- Born: 1960 (age 65–66) Wausau, Wisconsin
- Occupations: Voice actor, audio engineer
- Known for: Voice of overhead announcements on the Chicago "L"

= Lee Crooks (voice actor) =

American voice actor

Lee Crooks (born 1960) is an American voice actor best known for his work with the Chicago Transit Authority.

Lee Crooks grew up in Wausau, Wisconsin. He was heavily involved with music in high school. He attended the University of Wisconsin–Stevens Point at Wausau, then transferred to the Berklee College of Music in Boston to study guitar. He returned to his home state of Wisconsin further study at the Wisconsin Conservatory of Music.

Crooks did not finish college. He worked as a roadie for a few years for a friend's band, then went to Ohio to become an audio engineer. He then started Breezeway Recording Studio in Waukesha, Wisconsin. In the late 1980s, Crooks sold the studio but continued working there as an audio engineer. After years of working as an audio engineer, he went into voice acting. He started taking lessons from a voice coach in Chicago in 1989.

In the 1990s, the Chicago Transit Authority (CTA) started looking for a voice actor to do overhead announcements on buses and trains. Previously, train conductors had made the announcements while driving. Their voices were often muffled and difficult for passengers to hear. Crooks auditioned for the role in 1997. He had just visited Disney World with his family, and he was inspired by the announcer's voice on the monorail. His voice went live on the "L" in 2000 and on CTA buses in 2003.

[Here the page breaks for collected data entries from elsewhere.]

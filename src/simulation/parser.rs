//! Extraction of integer answers from free-text model replies.
//!
//! Grammar for a single question: the first integer token that lies inside
//! the question's response range. A token is a run of digits that is not
//! glued to a letter, digit or underscore on either side (`Q1`, `4th`), is
//! not a decimal (`3.5`), and is negative when a `-` directly precedes it
//! after a non-word character.
//!
//! For turns covering several questions, a reply is read in two passes:
//!
//! 1. labelled: `Q1: 4`, `1) 4`, `[Q1] = 4`, `Question 1 - 4`. Used only if
//!    every question id of the turn is found.
//! 2. positional: the integer tokens of the reply, if there are exactly as
//!    many as there are questions, are assigned in order.
//!
//! Anything else is ambiguous and every question of the turn is
//! `Unparseable`.

use once_cell::sync::Lazy;
use regex::Regex;

use crate::errors::ParseError;
use crate::instrument::ResponseScale;

static NUMBER: Lazy<Regex> = Lazy::new(|| Regex::new(r"\d+(?:\.\d+)?").unwrap());

/// A numeric token found in a reply.
#[derive(Debug, Clone, Copy, PartialEq, Eq)]
pub struct NumberToken {
    pub value: i64,
    /// Byte offset of the first character (including a leading `-`).
    pub start: usize,
    /// Byte offset one past the last digit.
    pub end: usize,
    pub is_integer: bool,
}

fn is_word(c: char) -> bool {
    c.is_alphanumeric() || c == '_'
}

/// All standalone numbers in `text`, integers and decimals alike.
pub fn number_tokens(text: &str) -> impl Iterator<Item = NumberToken> + '_ {
    NUMBER.find_iter(text).filter_map(move |m| {
        let before = &text[..m.start()];
        let mut prev_chars = before.chars().rev();
        let prev = prev_chars.next();
        let next = text[m.end()..].chars().next();

        if prev.is_some_and(is_word) || next.is_some_and(is_word) {
            return None;
        }

        let digits = m.as_str();
        let is_integer = !digits.contains('.') && prev != Some('.');

        let negative = prev == Some('-') && !prev_chars.next().is_some_and(is_word);
        let start = if negative { m.start() - 1 } else { m.start() };

        let magnitude = digits
            .split('.')
            .next()
            .and_then(|int| int.parse::<i64>().ok())
            .unwrap_or(i64::MAX);
        let value = if negative { -magnitude } else { magnitude };

        Some(NumberToken {
            value,
            start,
            end: m.end(),
            is_integer,
        })
    })
}

/// Integer tokens only.
pub fn integer_tokens(text: &str) -> impl Iterator<Item = NumberToken> + '_ {
    number_tokens(text).filter(|t| t.is_integer)
}

fn check_range(value: i64, scale: &ResponseScale) -> Result<i64, ParseError> {
    if scale.contains(value) {
        Ok(value)
    } else {
        Err(ParseError::OutOfRange {
            value,
            min: scale.min,
            max: scale.max,
        })
    }
}

/// Parse the answer to a single question.
pub fn parse_single(reply: &str, scale: &ResponseScale) -> Result<i64, ParseError> {
    let mut first_out_of_range = None;
    for token in integer_tokens(reply) {
        if scale.contains(token.value) {
            return Ok(token.value);
        }
        first_out_of_range.get_or_insert(token.value);
    }
    match first_out_of_range {
        Some(value) => Err(ParseError::OutOfRange {
            value,
            min: scale.min,
            max: scale.max,
        }),
        None => Err(ParseError::Unparseable),
    }
}

/// Label and value must sit on the same line.
///
/// A purely numeric id is only a label at the start of a line (or after
/// `,`/`;`), or after a `Q`/`Question`/`[` prefix; elsewhere `1-5` or a
/// list of answers would read as labels.
fn label_pattern(id: &str) -> Option<Regex> {
    let id_pattern = regex::escape(id);
    const VALUE: &str = r"[ \t]*(-?\d+(?:\.\d+)?)(?:$|[^\w])";
    let pattern = if id.chars().all(|c| c.is_ascii_digit()) {
        format!(
            r"(?im)(?:(?:^|[,;])[ \t]*(?:[-*][ \t]*)?\[?{id}\]?[ \t]*[:=).\]]{value}|(?:^|[^\w])(?:q(?:uestion)?[ \t]*\[?|\[){id}\]?[ \t]*[:=)\].\-]{value})",
            id = id_pattern,
            value = VALUE,
        )
    } else {
        format!(
            r"(?im)(?:^|[^\w])(?:q(?:uestion)?[ \t]*)?\[?{id}\]?[ \t]*[:=)\].\-]{value}",
            id = id_pattern,
            value = VALUE,
        )
    };
    Regex::new(&pattern).ok()
}

fn labelled_value(reply: &str, id: &str) -> Option<Result<i64, ParseError>> {
    let captures = label_pattern(id)?.captures(reply)?;
    let raw = captures.get(1).or_else(|| captures.get(2))?.as_str();
    if raw.contains('.') {
        return Some(Err(ParseError::Unparseable));
    }
    Some(raw.parse::<i64>().map_err(|_| ParseError::Unparseable))
}

/// Parse one answer per question of a turn, in question order.
pub fn parse_turn(reply: &str, questions: &[(&str, &ResponseScale)]) -> Vec<Result<i64, ParseError>> {
    match questions {
        [] => Vec::new(),
        [(_, scale)] => vec![parse_single(reply, scale)],
        _ => {
            let labelled: Option<Vec<_>> = questions
                .iter()
                .map(|(id, _)| labelled_value(reply, id))
                .collect();
            if let Some(values) = labelled {
                return values
                    .into_iter()
                    .zip(questions)
                    .map(|(value, (_, scale))| value.and_then(|v| check_range(v, scale)))
                    .collect();
            }

            let tokens: Vec<_> = integer_tokens(reply).collect();
            if tokens.len() == questions.len() {
                tokens
                    .iter()
                    .zip(questions)
                    .map(|(token, (_, scale))| check_range(token.value, scale))
                    .collect()
            } else {
                vec![Err(ParseError::Unparseable); questions.len()]
            }
        }
    }
}

#[cfg(test)]
mod tests {
    use super::*;

    fn likert() -> ResponseScale {
        ResponseScale::likert(1, 5)
    }

    fn values(text: &str) -> Vec<i64> {
        integer_tokens(text).map(|t| t.value).collect()
    }

    #[test]
    fn test_tokenizer_skips_glued_and_decimal_numbers() {
        assert_eq!(values("Q1: 4"), vec![4]);
        assert_eq!(values("the 4th option, 3.5 or 2"), vec![2]);
        assert_eq!(values("-2 then 1-5"), vec![-2, 1, 5]);
        assert_eq!(values("value: .5"), Vec::<i64>::new());
    }

    #[test]
    fn test_single_plain_number() {
        assert_eq!(parse_single("4", &likert()), Ok(4));
        assert_eq!(parse_single("  I would say 3.\n", &likert()), Ok(3));
    }

    #[test]
    fn test_single_first_in_range_wins() {
        assert_eq!(parse_single("Not 7, more like 2 or 3", &likert()), Ok(2));
    }

    #[test]
    fn test_single_out_of_range() {
        assert_eq!(
            parse_single("10", &likert()),
            Err(ParseError::OutOfRange { value: 10, min: 1, max: 5 })
        );
        assert_eq!(
            parse_single("-1", &likert()),
            Err(ParseError::OutOfRange { value: -1, min: 1, max: 5 })
        );
    }

    #[test]
    fn test_single_no_numbers() {
        assert_eq!(parse_single("I strongly agree", &likert()), Err(ParseError::Unparseable));
        assert_eq!(parse_single("", &likert()), Err(ParseError::Unparseable));
    }

    #[test]
    fn test_single_decimal_is_unparseable() {
        assert_eq!(parse_single("3.5", &likert()), Err(ParseError::Unparseable));
    }

    #[test]
    fn test_single_huge_number_is_out_of_range() {
        assert!(matches!(
            parse_single("99999999999999999999999", &likert()),
            Err(ParseError::OutOfRange { .. })
        ));
    }

    #[test]
    fn test_turn_positional() {
        let scale = likert();
        let qs = [("Q1", &scale), ("Q2", &scale)];
        assert_eq!(parse_turn("I'd say 4 and 3", &qs), vec![Ok(4), Ok(3)]);
    }

    #[test]
    fn test_turn_ambiguous_count_is_unparseable() {
        let scale = likert();
        let qs = [("Q1", &scale), ("Q2", &scale)];
        assert_eq!(
            parse_turn("4, 3 or maybe 2", &qs),
            vec![Err(ParseError::Unparseable), Err(ParseError::Unparseable)]
        );
        assert_eq!(
            parse_turn("4", &qs),
            vec![Err(ParseError::Unparseable), Err(ParseError::Unparseable)]
        );
    }

    #[test]
    fn test_turn_labelled_any_order() {
        let scale = likert();
        let qs = [("Q1", &scale), ("Q2", &scale)];
        let reply = "Q2: 5\nQ1: 2\nOverall I am 3 out of 5 creative.";
        assert_eq!(parse_turn(reply, &qs), vec![Ok(2), Ok(5)]);
    }

    #[test]
    fn test_turn_labelled_variants() {
        let scale = likert();
        let qs = [("1", &scale), ("2", &scale), ("3", &scale)];
        let reply = "1) 4\n[2] = 3\nQuestion 3 - 1";
        assert_eq!(parse_turn(reply, &qs), vec![Ok(4), Ok(3), Ok(1)]);
    }

    #[test]
    fn test_turn_numeric_ids_ignore_range_mentions() {
        let scale = likert();
        let qs = [("1", &scale), ("2", &scale)];
        assert_eq!(
            parse_turn("On the 1-5 scale:\n1: 4\n2: 3", &qs),
            vec![Ok(4), Ok(3)]
        );
        assert_eq!(parse_turn("1: 4, 2: 3", &qs), vec![Ok(4), Ok(3)]);
    }

    #[test]
    fn test_turn_label_and_value_share_a_line() {
        let scale = likert();
        let qs = [("1", &scale), ("2", &scale)];
        assert_eq!(parse_turn("1: 2.\n2: 4", &qs), vec![Ok(2), Ok(4)]);
        // A dangling label does not borrow the next line's number.
        assert_eq!(labelled_value("1 =\n3", "1"), None);
    }

    #[test]
    fn test_turn_labelled_range_checked_individually() {
        let scale = likert();
        let qs = [("Q1", &scale), ("Q2", &scale)];
        assert_eq!(
            parse_turn("Q1: 9\nQ2: 2", &qs),
            vec![Err(ParseError::OutOfRange { value: 9, min: 1, max: 5 }), Ok(2)]
        );
        assert_eq!(
            parse_turn("Q1: 2.5\nQ2: 2", &qs),
            vec![Err(ParseError::Unparseable), Ok(2)]
        );
    }

    #[test]
    fn test_turn_partial_labels_fall_back_to_positional() {
        let scale = likert();
        let qs = [("Q1", &scale), ("Q2", &scale)];
        // Only Q1 is labelled; the two integer tokens are used positionally.
        assert_eq!(parse_turn("Q1: 4, and the other one 2", &qs), vec![Ok(4), Ok(2)]);
    }

    #[test]
    fn test_turn_mixed_ranges() {
        let five = likert();
        let seven = ResponseScale::likert(1, 7);
        let qs = [("Q1", &five), ("Q2", &seven)];
        assert_eq!(
            parse_turn("6 and 6", &qs),
            vec![Err(ParseError::OutOfRange { value: 6, min: 1, max: 5 }), Ok(6)]
        );
    }
}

As of 2023, Crooks still commutes to Chicago to record updates to the overhead announcement system. He notes that his voice has deepened with age, making it difficult at times to match the original 1998 announcement voice. Crooks has been nicknamed the "voice of the CTA."

Crooks also does voiceovers for commercials, audiobooks, documentaries, technical training videos, and Buffalo Metro Rail in Buffalo, New York.

Crooks lives in the Milwaukee suburbs with his family. He is married with children and a grandchild.